--- Records supplied Enclosed Below ---

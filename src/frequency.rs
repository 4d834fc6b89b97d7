//! Frequency normalization helpers.

/// Zipf scale of a token frequency against a corpus size:
/// `log10(count) - log10(total) + 9`, or 0 for unattested tokens.
///
/// The `+ 9` adjustment matches the published SUBTLEX-UK reference values
/// (the paper states `+ 3`, which does not reproduce its own table).
pub fn zipf_scale(count: u64, total: u64) -> f64 {
    if count == 0 {
        return 0.0;
    }
    (count as f64).log10() - (total as f64).log10() + 9.0
}

/// Occurrences per million tokens, rounded to two decimals.
pub fn per_million(count: u64, total: u64) -> f64 {
    (count as f64 * 1_000_000.0 / total as f64 * 100.0).round() / 100.0
}

#[cfg(test)]
mod tests {
    use super::*;

    #[test]
    fn test_zipf_scale_unattested() {
        assert_eq!(zipf_scale(0, 1_000_000), 0.0);
    }

    #[test]
    fn test_zipf_scale_once_per_million() {
        // One occurrence per million tokens sits at Zipf 3.
        assert!((zipf_scale(1, 1_000_000) - 3.0).abs() < 1e-9);
    }

    #[test]
    fn test_zipf_scale_monotone() {
        assert!(zipf_scale(100, 1_000_000) > zipf_scale(10, 1_000_000));
    }

    #[test]
    fn test_per_million() {
        assert_eq!(per_million(5, 1_000_000), 5.0);
        assert_eq!(per_million(1, 3_000_000), 0.33);
    }
}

--- End of Enclosed Records supplied ---

-- Work required --
Here the goal is to repeat each entry exactly.

-- Answer to this task --
filename src/frequency.rs
repository 4d834fc6b89b97d7
//! Frequency normalization helpers.

/// Zipf scale of a token frequency against a corpus size:
/// `log10(count) - log10(total) + 9`, or 0 for unattested tokens.
///
/// The `+ 9` adjustment matches the published SUBTLEX-UK reference values
/// (the paper states `+ 3`, which does not reproduce its own table).
pub fn zipf_scale(count: u64, total: u64) -> f64 {
    if count == 0 {
        return 0.0;
    }
    (count as f64).log10() - (total as f64).log10() + 9.0
}

/// Occurrences per million tokens, rounded to two decimals.
pub fn per_million(count: u64, total: u64) -> f64 {
    (count as f64 * 1_000_000.0 / total as f64 * 100.0).round() / 100.0
}

#[cfg(test)]
mod tests {
    use super::*;

    #[test]
    fn test_zipf_scale_unattested() {
        assert_eq!(zipf_scale(0, 1_000_000), 0.0);
    }

    #[test]
    fn test_zipf_scale_once_per_million() {
        // One occurrence per million tokens sits at Zipf 3.
        assert!((zipf_scale(1, 1_000_000) - 3.0).abs() < 1e-9);
    }

    #[test]
    fn test_zipf_scale_monotone() {
        assert!(zipf_scale(100, 1_000_000) > zipf_scale(10, 1_000_000));
    }

    #[test]
    fn test_per_million() {
        assert_eq!(per_million(5, 1_000_000), 5.0);
        assert_eq!(per_million(1, 3_000_000), 0.33);
    }
}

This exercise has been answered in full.